### WORK REQUEST
Copy all the lines of the data that include the word "codec".

### SOURCE RECORDS
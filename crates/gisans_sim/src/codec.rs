//! MessagePack codec helpers.
//!
//! Thin wrappers around `rmp-serde` for encoding and decoding simulation
//! descriptions and results. All persisted payloads use MessagePack for
//! compact binary serialisation.

use serde::{Deserialize, Serialize};

use crate::error::SimError;

/// Encode a value to MessagePack bytes.
///
/// # Errors
///
/// Returns [`SimError::Encode`] if serialisation fails.
pub fn encode<T: Serialize>(value: &T) -> Result<Vec<u8>, SimError> {
    rmp_serde::to_vec(value).map_err(SimError::Encode)
}

/// Decode a value from MessagePack bytes.
///
/// # Errors
///
/// Returns [`SimError::Decode`] if deserialisation fails.
pub fn decode<'a, T: Deserialize<'a>>(bytes: &'a [u8]) -> Result<T, SimError> {
    rmp_serde::from_slice(bytes).map_err(SimError::Decode)
}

### OUTPUT OF THE TASK
filename crates/gisans_sim/src/codec.rs
//! MessagePack codec helpers.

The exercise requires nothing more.